French energy giant EDF has confirmed it plans to take just a 12.5% stake in the upcoming Sizewell C nuclear power plant once negotiations with the UK government are finalised.

The project started in 2015, with EDF planning to take an 80% share and the China General Nuclear Power Group (CGN) funding the remaining 20%. 

But in 2022, security concerns about China caused the UK government to buy out CGN from the development for just over £100m and increase its stake to 50%, with EDF retaining the other 50%. 

Since then, EDF has been slowly reducing its stake in the project, which coincided with major losses suffered during the building of Hinkley Point C. 

EDF confirmed that it now plans to invest just £1.1bn in Sizewell C, in return for a 12.5% share in the project. 

“This investment would be made at the time of the final investment decision by the project once the negotiation of agreements with the UK government and investors is finalised,” it said. 

The government has so far committed £17.8bn to Sizewell and is expected to remain its biggest shareholder, with at least two-thirds of the cost to be funded by debt.

Welcoming EDF’s investment, Prime Minister Keir Starmer said: “I’ve been clear there will be no more dithering and delay on Sizewell C – and this investment takes us a step closer to the benefits it will bring to the British people.”

Both Centrica, which owns British Gas, and Canada’s Brookfield Asset Management are also being lined up to buy into Sizewell as new equity investors, with the government effectively guaranteeing shareholders a return on their money.

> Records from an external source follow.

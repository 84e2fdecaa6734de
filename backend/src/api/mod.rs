//! HTTP surface: handlers, extractors and the error envelope.

pub mod clients;
pub mod documents;
pub mod error;
pub mod extract;
pub mod health;
pub mod session;
pub mod todos;
pub mod users;

pub use error::{ApiError, ApiResult};
pub use extract::{AuthContext, CurrentActor};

The total cost of Sizewell is estimated to be £40bn.

Sizewell C will see the construction of two nuclear reactors of European EPR technology and will aim to replicate the two EPRs of Hinkley Point C. It is expected to be brought online at some point in the mid-2030s and meet around 7% of the UK’s electricity needs. The replication of Hinkley Point C reactors should help to speed up the construction process and allow teams from one project to move over to the other once Hinkley has been completed.

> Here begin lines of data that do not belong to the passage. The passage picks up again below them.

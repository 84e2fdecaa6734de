//! Port for document records in the remote store.

use async_trait::async_trait;

use crate::domain::access::AccessScope;
use crate::domain::document::{DocumentFile, DocumentStatus};
use crate::domain::identity::{IdentityId, RecordId};
use crate::domain::linkage::OwnerLinkage;
use crate::domain::role::Role;

use super::macros::define_port_error;

define_port_error! {
    /// Errors raised by document repository adapters.
    pub enum DocumentRepositoryError {
        /// Store connection could not be established.
        Connection { message: String } =>
            "document repository connection failed: {message}",
        /// Query or mutation failed during execution.
        Query { message: String } =>
            "document repository query failed: {message}",
        /// The referenced record does not exist.
        Missing { id: String } =>
            "document record {id} does not exist",
    }
}

/// Fully assembled record handed to the store after the blob upload.
///
/// The id is generated before the blob write so the storage path segment and
/// the record id always match; adapters stamp timestamps and set the status
/// to [`DocumentStatus::Pending`].
#[derive(Debug, Clone, PartialEq, Eq)]
pub struct NewDocumentRecord {
    /// Caller-generated record id, already embedded in `storage_path`.
    pub id: RecordId,
    /// Owning client account.
    pub client_id: RecordId,
    /// Identity that performed the upload.
    pub uploaded_by: IdentityId,
    /// Role the uploader held at upload time.
    pub uploaded_by_role: Role,
    /// Firm-defined category label.
    pub category: String,
    /// Free-text note, empty when none was given.
    pub note: String,
    /// Original file name.
    pub file_name: String,
    /// MIME type reported by the uploader.
    pub file_type: String,
    /// Size in bytes.
    pub file_size: u64,
    /// Blob-store path the bytes were written to.
    pub storage_path: String,
    /// Locator handed back by the blob store.
    pub download_url: String,
    /// Permission fields copied from the owning client.
    pub linkage: OwnerLinkage,
}

/// Port for document record storage and retrieval.
///
/// Scoped listings (`list_for_client`, `list_scoped`) apply membership or
/// equality predicates and therefore return records unordered; only
/// [`DocumentRepository::list_recent_ordered`] may ask the store to order,
/// and only the unrestricted scope uses it.
#[cfg_attr(test, mockall::automock)]
#[async_trait]
pub trait DocumentRepository: Send + Sync {
    /// Fetch one record by id.
    async fn find_by_id(
        &self,
        id: &RecordId,
    ) -> Result<Option<DocumentFile>, DocumentRepositoryError>;

    /// Records of one client visible to the scope, unordered.
    async fn list_for_client(
        &self,
        client_id: &RecordId,
        scope: &AccessScope,
        limit: usize,
    ) -> Result<Vec<DocumentFile>, DocumentRepositoryError>;

    /// Records visible to the scope across all clients, unordered.
    async fn list_scoped(
        &self,
        scope: &AccessScope,
        limit: usize,
    ) -> Result<Vec<DocumentFile>, DocumentRepositoryError>;

    /// Newest records first, ordered by the store. Unrestricted scope only.
    async fn list_recent_ordered(
        &self,
        limit: usize,
    ) -> Result<Vec<DocumentFile>, DocumentRepositoryError>;

    /// Write the record under its pre-generated id.
    async fn insert(
        &self,
        record: &NewDocumentRecord,
    ) -> Result<DocumentFile, DocumentRepositoryError>;

    /// Set the review status (and optionally replace the note), refreshing
    /// `updated_at`.
    async fn merge_status<'a>(
        &'a self,
        id: &'a RecordId,
        status: DocumentStatus,
        note: Option<&'a str>,
    ) -> Result<DocumentFile, DocumentRepositoryError>;

    /// Remove the record. The backing blob is the blob store's concern.
    async fn delete(&self, id: &RecordId) -> Result<(), DocumentRepositoryError>;
}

While formal construction works began in January 2024, the final investment decision was only made last month, amid Labour’s plans to decarbonise the UK energy grid as soon as possible.

Despite the UK’s strong nuclear legacy – opening the world’s first commercial nuclear power station in the 1950s – no new facilities have opened in the UK since 1995, with all of the existing fleet except Sizewell B likely to be phased out by the early 2030s.